## PROVIDED INFORMATION
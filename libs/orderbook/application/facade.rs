//! Application Facade
//!
//! Public API for binaries (presentation layer).
//! Wires the store, validator, reconciler and sync service together
//! explicitly at startup.

use super::reconciler::StatusReconciler;
use super::sync::{OrderbookSync, SyncSettings};
use super::validator::OrderValidator;
use crate::domain::order::{
    listing_expiration, random_salt, Asset, Order, OrderStatus, OrderTerms, UnsignedOrder,
};
use crate::domain::query::{OrderPage, OrderQuery};
use crate::infrastructure::{
    init_tracing, init_tracing_with_level, EthersStatusOracle, GossipChannel, Heartbeat,
    MemoryGossip, OrderDatabase, OrderRelay, OrderSigner, OrderbookConfig, RelayClient,
    ShutdownManager, StatusOracle, WebSocketGossip,
};
use chrono::Utc;
use ethers::types::{Address, U256};
use std::sync::Arc;
use std::time::Duration;
use tokio::task::JoinHandle;
use tracing::{info, warn};

/// Initialize logging with the default filter
pub fn init_logging() {
    init_tracing();
}

/// Initialize logging at the configured level
pub fn init_logging_with_level(level: &str) {
    init_tracing_with_level(level);
}

/// Application facade for the orderbook node
pub struct OrderbookApp {
    pub config: OrderbookConfig,
    pub database: Arc<OrderDatabase>,
    pub sync: Arc<OrderbookSync>,
    pub shutdown: ShutdownManager,
    pub heartbeat: Heartbeat,
}

impl OrderbookApp {
    /// Connect every production collaborator described by `config`
    pub async fn new(config: OrderbookConfig) -> anyhow::Result<Self> {
        let shutdown = ShutdownManager::new();

        let database = Arc::new(OrderDatabase::new(&config.database.url).await?);
        let relay: Arc<dyn OrderRelay> = Arc::new(RelayClient::new(&config.relay)?);
        let oracle: Arc<dyn StatusOracle> = Arc::new(EthersStatusOracle::connect(&config.chain)?);

        let gossip: Arc<dyn GossipChannel> = match &config.gossip.ws_url {
            Some(url) => Arc::new(WebSocketGossip::spawn(
                url.clone(),
                config.gossip.topic.clone(),
                Duration::from_secs(config.gossip.reconnect_delay_secs),
                shutdown.clone(),
            )),
            None => {
                warn!("No gossip relay configured, orders are only exchanged through HTTP relays");
                Arc::new(MemoryGossip::new())
            }
        };

        Ok(Self::with_components(config, database, oracle, gossip, relay, shutdown))
    }

    /// Build around already constructed collaborators
    pub fn with_components(
        config: OrderbookConfig,
        database: Arc<OrderDatabase>,
        oracle: Arc<dyn StatusOracle>,
        gossip: Arc<dyn GossipChannel>,
        relay: Arc<dyn OrderRelay>,
        shutdown: ShutdownManager,
    ) -> Self {
        let validator = OrderValidator::from_config(&config);
        let reconciler = Arc::new(StatusReconciler::new(
            oracle,
            Arc::clone(&database),
            config.sync.reconcile_concurrency,
        ));
        let sync = Arc::new(OrderbookSync::new(
            Arc::clone(&database),
            validator,
            reconciler,
            gossip,
            relay,
            SyncSettings::from_config(&config),
        ));
        let heartbeat = Heartbeat::new(config.sync.heartbeat_interval_secs);

        Self {
            config,
            database,
            sync,
            shutdown,
            heartbeat,
        }
    }

    /// Check if app is still running
    pub fn is_running(&self) -> bool {
        self.shutdown.is_running()
    }

    /// Start the gossip listener and the periodic sync loops
    pub fn start(&self) -> Vec<JoinHandle<()>> {
        self.sync.spawn(&self.shutdown)
    }

    /// Run until Ctrl+C, logging store counts on every heartbeat
    pub async fn run(&mut self) -> anyhow::Result<()> {
        self.shutdown.spawn_signal_handler();
        let handles = self.start();

        while self.is_running() {
            if self.heartbeat.should_beat() {
                self.log_status().await;
                self.heartbeat.beat();
            }
            self.shutdown.interruptible_sleep(Duration::from_secs(1)).await;
        }

        for handle in handles {
            if let Err(e) = handle.await {
                warn!("Sync task ended abnormally: {}", e);
            }
        }
        self.database.close().await;

        Ok(())
    }

    async fn log_status(&self) {
        match self.database.order_count().await {
            Ok(total) => {
                let open = self
                    .database
                    .count_by_status(OrderStatus::Open)
                    .await
                    .unwrap_or_default();
                info!(total, open, revision = self.sync.listings().revision(), "[HEARTBEAT] Orderbook");
            }
            Err(e) => warn!("Failed to read order counts: {}", e),
        }
    }

    /// Wait up to `limit` for the gossip connection. Returns whether it is up.
    pub async fn wait_for_gossip(&self, limit: Duration) -> bool {
        let deadline = tokio::time::Instant::now() + limit;
        while !self.sync.gossip_connected() {
            if !self.is_running() || tokio::time::Instant::now() >= deadline {
                return false;
            }
            self.shutdown.interruptible_sleep(Duration::from_millis(100)).await;
        }
        true
    }

    /// One page of listings
    pub async fn listings(&self, query: &OrderQuery) -> anyhow::Result<OrderPage> {
        Ok(self.sync.open_listings(query).await?)
    }

    /// Build, sign and store a sell listing, announcing it when `broadcast` is set
    pub async fn create_listing(
        &self,
        signer: &OrderSigner,
        collection: Address,
        token_id: U256,
        price: U256,
        broadcast: bool,
    ) -> anyhow::Result<Order> {
        let now_millis = u64::try_from(Utc::now().timestamp_millis()).unwrap_or_default();
        let terms = OrderTerms {
            seller: signer.address(),
            kind: self.config.market.supported_kind(),
            sell: Asset::new(collection, token_id),
            ask: Asset::new(self.config.market.ask_currency, price),
            fees: Vec::new(),
            expiration: listing_expiration(now_millis),
            salt: random_salt(),
        };

        let unsigned = UnsignedOrder::new(terms, &self.config.hasher());
        let order = signer.sign(unsigned).await?;
        self.sync.add_order(order.clone(), broadcast).await?;

        Ok(order)
    }
}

## PROBLEM REQUIREMENTS
Return all data verbatim.

## RESULT OF THE EXERCISE
filename libs/orderbook/application/facade.rs
//! Application Facade
//!
//! Public API for binaries (presentation layer).
//! Wires the store, validator, reconciler and sync service together
//! explicitly at startup.

use super::reconciler::StatusReconciler;
use super::sync::{OrderbookSync, SyncSettings};
use super::validator::OrderValidator;
use crate::domain::order::{
    listing_expiration, random_salt, Asset, Order, OrderStatus, OrderTerms, UnsignedOrder,
};
use crate::domain::query::{OrderPage, OrderQuery};
use crate::infrastructure::{
    init_tracing, init_tracing_with_level, EthersStatusOracle, GossipChannel, Heartbeat,
    MemoryGossip, OrderDatabase, OrderRelay, OrderSigner, OrderbookConfig, RelayClient,
    ShutdownManager, StatusOracle, WebSocketGossip,
};
use chrono::Utc;
use ethers::types::{Address, U256};
use std::sync::Arc;
use std::time::Duration;
use tokio::task::JoinHandle;
use tracing::{info, warn};

/// Initialize logging with the default filter
pub fn init_logging() {
    init_tracing();
}

/// Initialize logging at the configured level
pub fn init_logging_with_level(level: &str) {
    init_tracing_with_level(level);
}

/// Application facade for the orderbook node
pub struct OrderbookApp {
    pub config: OrderbookConfig,
    pub database: Arc<OrderDatabase>,
    pub sync: Arc<OrderbookSync>,
    pub shutdown: ShutdownManager,
    pub heartbeat: Heartbeat,
}

impl OrderbookApp {
    /// Connect every production collaborator described by `config`
    pub async fn new(config: OrderbookConfig) -> anyhow::Result<Self> {
        let shutdown = ShutdownManager::new();

        let database = Arc::new(OrderDatabase::new(&config.database.url).await?);
        let relay: Arc<dyn OrderRelay> = Arc::new(RelayClient::new(&config.relay)?);
        let oracle: Arc<dyn StatusOracle> = Arc::new(EthersStatusOracle::connect(&config.chain)?);

        let gossip: Arc<dyn GossipChannel> = match &config.gossip.ws_url {
            Some(url) => Arc::new(WebSocketGossip::spawn(
                url.clone(),
                config.gossip.topic.clone(),
                Duration::from_secs(config.gossip.reconnect_delay_secs),
                shutdown.clone(),
            )),
            None => {
                warn!("No gossip relay configured, orders are only exchanged through HTTP relays");
                Arc::new(MemoryGossip::new())
            }
        };

        Ok(Self::with_components(config, database, oracle, gossip, relay, shutdown))
    }

    /// Build around already constructed collaborators
    pub fn with_components(
        config: OrderbookConfig,
        database: Arc<OrderDatabase>,
        oracle: Arc<dyn StatusOracle>,
        gossip: Arc<dyn GossipChannel>,
        relay: Arc<dyn OrderRelay>,
        shutdown: ShutdownManager,
    ) -> Self {
        let validator = OrderValidator::from_config(&config);
        let reconciler = Arc::new(StatusReconciler::new(
            oracle,
            Arc::clone(&database),
            config.sync.reconcile_concurrency,
        ));
        let sync = Arc::new(OrderbookSync::new(
            Arc::clone(&database),
            validator,
            reconciler,
            gossip,
            relay,
            SyncSettings::from_config(&config),
        ));
        let heartbeat = Heartbeat::new(config.sync.heartbeat_interval_secs);

        Self {
            config,
            database,
            sync,
            shutdown,
            heartbeat,
        }
    }

    /// Check if app is still running
    pub fn is_running(&self) -> bool {
        self.shutdown.is_running()
    }

    /// Start the gossip listener and the periodic sync loops
    pub fn start(&self) -> Vec<JoinHandle<()>> {
        self.sync.spawn(&self.shutdown)
    }

    /// Run until Ctrl+C, logging store counts on every heartbeat
    pub async fn run(&mut self) -> anyhow::Result<()> {
        self.shutdown.spawn_signal_handler();
        let handles = self.start();

        while self.is_running() {
            if self.heartbeat.should_beat() {
                self.log_status().await;
                self.heartbeat.beat();
            }
            self.shutdown.interruptible_sleep(Duration::from_secs(1)).await;
        }

        for handle in handles {
            if let Err(e) = handle.await {
                warn!("Sync task ended abnormally: {}", e);
            }
        }
        self.database.close().await;

        Ok(())
    }

    async fn log_status(&self) {
        match self.database.order_count().await {
            Ok(total) => {
                let open = self
                    .database
                    .count_by_status(OrderStatus::Open)
                    .await
                    .unwrap_or_default();
                info!(total, open, revision = self.sync.listings().revision(), "[HEARTBEAT] Orderbook");
            }
            Err(e) => warn!("Failed to read order counts: {}", e),
        }
    }

    /// Wait up to `limit` for the gossip connection. Returns whether it is up.
    pub async fn wait_for_gossip(&self, limit: Duration) -> bool {
        let deadline = tokio::time::Instant::now() + limit;
        while !self.sync.gossip_connected() {
            if !self.is_running() || tokio::time::Instant::now() >= deadline {
                return false;
            }
            self.shutdown.interruptible_sleep(Duration::from_millis(100)).await;
        }
        true
    }

    /// One page of listings
    pub async fn listings(&self, query: &OrderQuery) -> anyhow::Result<OrderPage> {
        Ok(self.sync.open_listings(query).await?)
    }

    /// Build, sign and store a sell listing, announcing it when `broadcast` is set
    pub async fn create_listing(
        &self,
        signer: &OrderSigner,
        collection: Address,
        token_id: U256,
        price: U256,
        broadcast: bool,
    ) -> anyhow::Result<Order> {
        let now_millis = u64::try_from(Utc::now().timestamp_millis()).unwrap_or_default();
        let terms = OrderTerms {
            seller: signer.address(),
            kind: self.config.market.supported_kind(),
            sell: Asset::new(collection, token_id),
            ask: Asset::new(self.config.market.ask_currency, price),
            fees: Vec::new(),
            expiration: listing_expiration(now_millis),
            salt: random_salt(),
        };

        let unsigned = UnsignedOrder::new(terms, &self.config.hasher());
        let order = signer.sign(unsigned).await?;
        self.sync.add_order(order.clone(), broadcast).await?;

        Ok(order)
    }
}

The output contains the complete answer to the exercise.